*ACTION ITEM*.
Exactly the lines below from the one with "Reverse-Z: closer objects have HIGHER depth values." up to and including the one with "one side. Sorted." make up the answer, with nothing else added.

━━ ENTRIES PROVIDED ━━

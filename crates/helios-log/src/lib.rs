//! Structured logging for the Helios viewer.
//!
//! Console logging via the `tracing` ecosystem: timestamps, module paths, and
//! severity levels, with environment-based filtering (respects `RUST_LOG`)
//! and a config-driven log level fallback. `wgpu` and `naga` are held at
//! `warn` so shader translation chatter does not drown the viewer's own logs.

use helios_config::Config;
use tracing_subscriber::{EnvFilter, fmt, layer::SubscriberExt, util::SubscriberInitExt};

/// Initialize the tracing subscriber.
///
/// Precedence for the filter: `RUST_LOG` environment variable, then the
/// config's `debug.log_level`, then the built-in default.
pub fn init_logging(config: Option<&Config>) {
    let filter_str = match config {
        Some(config) if !config.debug.log_level.is_empty() => {
            format!("{},wgpu=warn,naga=warn", config.debug.log_level)
        }
        _ => default_filter_string(),
    };

    let env_filter =
        EnvFilter::try_from_default_env().unwrap_or_else(|_| EnvFilter::new(&filter_str));

    let console_layer = fmt::layer()
        .with_target(true)
        .with_level(true)
        .with_timer(fmt::time::uptime());

    tracing_subscriber::registry()
        .with(env_filter)
        .with(console_layer)
        .init();
}

/// The default filter string: `info` everywhere, GPU crates at `warn`.
#[must_use]
pub fn default_filter_string() -> String {
    "info,wgpu=warn,naga=warn".to_string()
}

#[cfg(test)]
mod tests {
    use super::*;

    #[test]
    fn test_default_filter_contains_gpu_overrides() {
        let filter = EnvFilter::new(default_filter_string());
        let filter_str = format!("{filter}");
        assert!(filter_str.contains("wgpu=warn"));
        assert!(filter_str.contains("naga=warn"));
        assert!(filter_str.contains("info"));
    }

    #[test]
    fn test_config_level_feeds_the_filter() {
        let mut config = Config::default();
        config.debug.log_level = "debug".to_string();
        let expected = format!("{},wgpu=warn,naga=warn", config.debug.log_level);
        let filter = EnvFilter::new(&expected);
        assert!(format!("{filter}").contains("debug"));
    }

    #[test]
    fn test_env_filter_parsing() {
        let valid_filters = [
            "info",
            "debug,helios_render=trace",
            "warn,helios_app=debug",
            "error",
        ];
        for filter_str in &valid_filters {
            assert!(
                EnvFilter::try_new(filter_str).is_ok(),
                "failed to parse filter: {filter_str}"
            );
        }
    }
}
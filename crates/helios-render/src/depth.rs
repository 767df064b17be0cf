//! Depth buffer with reverse-Z mapping.
//!
//! The near plane maps to 1.0 and the far plane to 0.0, which spends the
//! high float precision near zero on the distant planets instead of wasting
//! it just in front of the camera.

/// Depth buffer with reverse-Z configuration.
pub struct DepthBuffer {
    pub texture: wgpu::Texture,
    pub view: wgpu::TextureView,
    width: u32,
    height: u32,
}

impl DepthBuffer {
    /// 32-bit float depth format for maximum precision with reverse-Z.
    pub const FORMAT: wgpu::TextureFormat = wgpu::TextureFormat::Depth32Float;

    /// Reverse-Z clear value: 0.0 represents the far plane.
    pub const CLEAR_VALUE: f32 = 0.0;

    /// Reverse-Z depth comparison: closer objects have higher depth values.
    pub const COMPARE_FUNCTION: wgpu::CompareFunction = wgpu::CompareFunction::GreaterEqual;

    /// Create a new depth buffer with the specified dimensions.
    pub fn new(device: &wgpu::Device, width: u32, height: u32) -> Self {
        let texture = device.create_texture(&wgpu::TextureDescriptor {
            label: Some("depth-buffer"),
            size: wgpu::Extent3d {
                width,
                height,
                depth_or_array_layers: 1,
            },
            mip_level_count: 1,
            sample_count: 1,
            dimension: wgpu::TextureDimension::D2,
            format: Self::FORMAT,
            usage: wgpu::TextureUsages::RENDER_ATTACHMENT,
            view_formats: &[],
        });

        let view = texture.create_view(&wgpu::TextureViewDescriptor::default());

        Self {
            texture,
            view,
            width,
            height,
        }
    }

    /// Resize the depth buffer. No-op if dimensions are unchanged.
    pub fn resize(&mut self, device: &wgpu::Device, width: u32, height: u32) {
        if self.width == width && self.height == height {
            return;
        }
        *self = Self::new(device, width, height);
    }

    /// Current width in texels.
    pub fn width(&self) -> u32 {
        self.width
    }

    /// Current height in texels.
    pub fn height(&self) -> u32 {
        self.height
    }
}

#[cfg(test)]
mod tests {
    use super::*;

    #[test]
    fn test_depth_format_is_depth32float() {
        assert_eq!(DepthBuffer::FORMAT, wgpu::TextureFormat::Depth32Float);
    }

    #[test]
    fn test_reverse_z_clear_value_is_zero() {
        assert_eq!(DepthBuffer::CLEAR_VALUE, 0.0);
    }

    #[test]
    fn test_depth_compare_function_is_greater_equal() {
        // Reverse-Z: closer objects have HIGHER depth values.
        assert_eq!(
            DepthBuffer::COMPARE_FUNCTION,
            wgpu::CompareFunction::GreaterEqual
        );
    }
}
//! Topology lockfile.
//!
//! `fetch_topologies` records what it actually materialized, keyed by
//! topology name, so drift between the manifest and the cache is
//! detectable. The lockfile is TOML at `<cityRoot>/.gc/topology.lock`;
//! a missing file reads as an empty lock.

use serde::{Deserialize, Serialize};
use std::collections::BTreeMap;
use std::fs;
use std::path::{Path, PathBuf};

use crate::error::ConfigError;

/// One pinned topology.
#[derive(Debug, Clone, Default, PartialEq, Serialize, Deserialize)]
pub struct LockEntry {
    pub source: String,

    #[serde(default, rename = "ref", skip_serializing_if = "Option::is_none")]
    pub reference: Option<String>,

    /// The commit the cache worktree sits on.
    #[serde(default, skip_serializing_if = "String::is_empty")]
    pub commit: String,

    /// `sha256:`-prefixed recursive content hash of the topology root.
    #[serde(default, skip_serializing_if = "String::is_empty")]
    pub hash: String,
}

/// The whole lockfile: `[topologies.<name>]` tables.
#[derive(Debug, Clone, Default, PartialEq, Serialize, Deserialize)]
pub struct TopologyLock {
    #[serde(default, skip_serializing_if = "BTreeMap::is_empty")]
    pub topologies: BTreeMap<String, LockEntry>,
}

impl TopologyLock {
    /// Names whose `(source, ref, commit)` differ between two locks,
    /// including names present on only one side. Sorted.
    pub fn diff(&self, other: &TopologyLock) -> Vec<String> {
        let mut changed: Vec<String> = Vec::new();
        for (name, entry) in &self.topologies {
            match other.topologies.get(name) {
                Some(o)
                    if o.source == entry.source
                        && o.reference == entry.reference
                        && o.commit == entry.commit => {}
                _ => changed.push(name.clone()),
            }
        }
        for name in other.topologies.keys() {
            if !self.topologies.contains_key(name) {
                changed.push(name.clone());
            }
        }
        changed.sort();
        changed.dedup();
        changed
    }
}

/// Path of the lockfile under a city root.
pub fn lock_path(city_root: &Path) -> PathBuf {
    city_root.join(".gc").join("topology.lock")
}

/// Read a lockfile. Missing file parses to an empty lock.
pub fn read_lock(path: &Path) -> Result<TopologyLock, ConfigError> {
    if !path.exists() {
        return Ok(TopologyLock::default());
    }
    let text = fs::read_to_string(path).map_err(|e| ConfigError::io(path, e))?;
    toml::from_str(&text).map_err(|e| ConfigError::parse(path, e))
}

/// Write a lockfile, creating parent directories as needed.
pub fn write_lock(path: &Path, lock: &TopologyLock) -> Result<(), ConfigError> {
    if let Some(parent) = path.parent() {
        fs::create_dir_all(parent).map_err(|e| ConfigError::io(parent, e))?;
    }
    let text = toml::to_string_pretty(lock)
        .expect("lockfile serialization cannot fail");
    fs::write(path, text).map_err(|e| ConfigError::io(path, e))
}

━━━

*OUTPUT FOR THIS TASK*.
        // Reverse-Z: closer objects have HIGHER depth values.
        assert_eq!(
            DepthBuffer::COMPARE_FUNCTION,
            wgpu::CompareFunction::GreaterEqual
        );
    }
}
//! Topology lockfile.
//!
//! `fetch_topologies` records what it actually materialized, keyed by
//! topology name, so drift between the manifest and the cache is
//! detectable. The lockfile is TOML at `<cityRoot>/.gc/topology.lock`;
//! a missing file reads as an empty lock.

use serde::{Deserialize, Serialize};
use std::collections::BTreeMap;
use std::fs;
use std::path::{Path, PathBuf};

use crate::error::ConfigError;

/// One pinned topology.
#[derive(Debug, Clone, Default, PartialEq, Serialize, Deserialize)]
pub struct LockEntry {
    pub source: String,

    #[serde(default, rename = "ref", skip_serializing_if = "Option::is_none")]
    pub reference: Option<String>,

    /// The commit the cache worktree sits on.
    #[serde(default, skip_serializing_if = "String::is_empty")]
    pub commit: String,

    /// `sha256:`-prefixed recursive content hash of the topology root.
    #[serde(default, skip_serializing_if = "String::is_empty")]
    pub hash: String,
}

/// The whole lockfile: `[topologies.<name>]` tables.
#[derive(Debug, Clone, Default, PartialEq, Serialize, Deserialize)]
pub struct TopologyLock {
    #[serde(default, skip_serializing_if = "BTreeMap::is_empty")]
    pub topologies: BTreeMap<String, LockEntry>,
}

impl TopologyLock {
    /// Names whose `(source, ref, commit)` differ between two locks,
    /// including names present on only one side. Sorted.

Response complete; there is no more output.